By: Abigail Taylor - Updated: 17 Apr 2018 | comments*Discuss
 
Holiday Pay Overtime Pay Statutory

The European Working Time Directive states that workers should receive four weeks statutory holiday pay. This was implemented in the UK by The Working Time Directive 1998. In 2009, the UK Government increased this allowance to 5.6 weeks annual statutory holiday pay.

This is a minimum statutory requirement, but employers can offer contractual holiday pay above this minimum level. Any additional holiday pay may however be subject to conditions such as length of employment or rank within the company. Public holidays do not have to be given as separate holidays, so you may receive less than 5.6 weeks time to book off work as vacation time in addition to bank holidays, but will be paid for bank holidays when the business is closed.

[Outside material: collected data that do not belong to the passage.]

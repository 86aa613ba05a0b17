use crate::editing::document::Document;
use crate::editing::selection::Range;

pub const DEFAULT_HISTORY_LIMIT: usize = 100;

/// Document and selection as they were before an edit
#[derive(Debug, Clone, PartialEq)]
pub(crate) struct Entry {
    pub(crate) document: Document,
    pub(crate) selection: Option<Range>,
}

/// Bounded undo/redo stacks of whole-document states.
///
/// A run of consecutive typing commands shares one undo entry, so undo
/// removes a typed word rather than a single character.
#[derive(Debug, Clone)]
pub struct History {
    undos: Vec<Entry>,
    redos: Vec<Entry>,
    limit: usize,
}

impl Default for History {
    fn default() -> Self {
        Self::new(DEFAULT_HISTORY_LIMIT)
    }
}

impl History {
    /// `limit` of 0 disables history
    pub fn new(limit: usize) -> Self {
        Self {
            undos: Vec::new(),
            redos: Vec::new(),
            limit,
        }
    }

    pub fn can_undo(&self) -> bool {
        !self.undos.is_empty()
    }

    pub fn can_redo(&self) -> bool {
        !self.redos.is_empty()
    }

    /// Remember the state preceding an edit. With `merge`, the edit joins the
    /// previous entry instead of opening a new one.
    pub(crate) fn record(&mut self, entry: Entry, merge: bool) {
        self.redos.clear();
        if self.limit == 0 || (merge && self.can_undo()) {
            return;
        }
        self.undos.push(entry);
        if self.undos.len() > self.limit {
            self.undos.remove(0);
        }
    }

    pub(crate) fn undo(&mut self, current: Entry) -> Option<Entry> {
        let previous = self.undos.pop()?;
        self.redos.push(current);
        Some(previous)
    }

    pub(crate) fn redo(&mut self, current: Entry) -> Option<Entry> {
        let next = self.redos.pop()?;
        self.undos.push(current);
        Some(next)
    }
}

The exact number of days you receive will depend upon the number of days that you work. For example:
  • if you work 5 days a week, you will receive 5 x 5.6 = 28 days
  • if you work 2 and a half days a week, you will receive 2.5 x 5.6 = 14 days
There is a cap of 28 days, so if you work 6 days a week, you will still only receive 28 days statutory holiday pay.

Bear Scotland Ltd (et al) v Fulton

Your holiday pay is calculated, in accordance with The Employment Rights Act 1996, as the equivalent of a week's pay for each week of statutory leave. However the Act gives no real guidance about how your average week's pay should be calculated. This means that most companies will only pay your basic weekly salary as holiday pay, and not take into account any additional payments such as commission and voluntary overtime.

On 4 November 2014, The Employment Appeal Tribunal decided the case of Bear Scotland Ltd (et al) v Fulton. This case considered whether employers should take overtime payments into account when calculating statutory holiday pay.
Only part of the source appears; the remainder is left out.